## Problem to work on
Go through the data below and copy each line where the word "oldest" occurs.

--- START ---

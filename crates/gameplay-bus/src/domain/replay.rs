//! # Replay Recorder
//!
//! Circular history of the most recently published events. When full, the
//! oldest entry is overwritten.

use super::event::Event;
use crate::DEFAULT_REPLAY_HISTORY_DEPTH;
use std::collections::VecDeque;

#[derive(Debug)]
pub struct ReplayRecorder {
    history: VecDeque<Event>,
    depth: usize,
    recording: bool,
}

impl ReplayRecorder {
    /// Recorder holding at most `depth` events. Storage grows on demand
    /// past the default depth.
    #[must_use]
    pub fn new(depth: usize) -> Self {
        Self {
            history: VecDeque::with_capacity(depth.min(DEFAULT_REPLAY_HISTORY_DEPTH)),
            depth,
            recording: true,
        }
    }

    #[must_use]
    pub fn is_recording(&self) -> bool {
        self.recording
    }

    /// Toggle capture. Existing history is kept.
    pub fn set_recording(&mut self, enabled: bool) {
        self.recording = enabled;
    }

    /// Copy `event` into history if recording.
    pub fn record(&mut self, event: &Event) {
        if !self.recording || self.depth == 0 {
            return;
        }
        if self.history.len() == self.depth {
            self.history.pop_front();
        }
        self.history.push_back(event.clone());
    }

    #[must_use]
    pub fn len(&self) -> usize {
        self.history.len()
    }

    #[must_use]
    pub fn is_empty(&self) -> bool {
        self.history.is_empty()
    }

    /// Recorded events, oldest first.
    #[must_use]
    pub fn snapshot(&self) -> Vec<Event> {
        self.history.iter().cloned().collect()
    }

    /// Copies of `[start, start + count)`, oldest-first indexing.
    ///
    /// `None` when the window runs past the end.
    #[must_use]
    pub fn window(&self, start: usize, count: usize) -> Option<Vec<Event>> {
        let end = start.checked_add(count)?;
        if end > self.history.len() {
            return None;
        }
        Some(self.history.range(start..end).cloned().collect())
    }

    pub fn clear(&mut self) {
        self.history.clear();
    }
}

--- END ---
--- START ---

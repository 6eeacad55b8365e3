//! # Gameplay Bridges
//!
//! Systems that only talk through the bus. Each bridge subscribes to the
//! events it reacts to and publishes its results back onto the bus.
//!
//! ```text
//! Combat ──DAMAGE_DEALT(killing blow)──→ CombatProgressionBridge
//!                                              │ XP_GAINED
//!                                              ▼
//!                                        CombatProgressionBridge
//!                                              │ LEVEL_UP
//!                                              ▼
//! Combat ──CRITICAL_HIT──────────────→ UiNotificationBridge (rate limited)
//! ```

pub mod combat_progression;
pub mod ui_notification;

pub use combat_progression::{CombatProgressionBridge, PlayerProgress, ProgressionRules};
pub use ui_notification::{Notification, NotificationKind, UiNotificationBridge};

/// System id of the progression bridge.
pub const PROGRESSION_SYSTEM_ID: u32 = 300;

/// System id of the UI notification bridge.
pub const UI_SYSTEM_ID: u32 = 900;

--- END ---

## Task result
//! oldest entry is overwritten.
    /// Recorded events, oldest first.
    /// Copies of `[start, start + count)`, oldest-first indexing.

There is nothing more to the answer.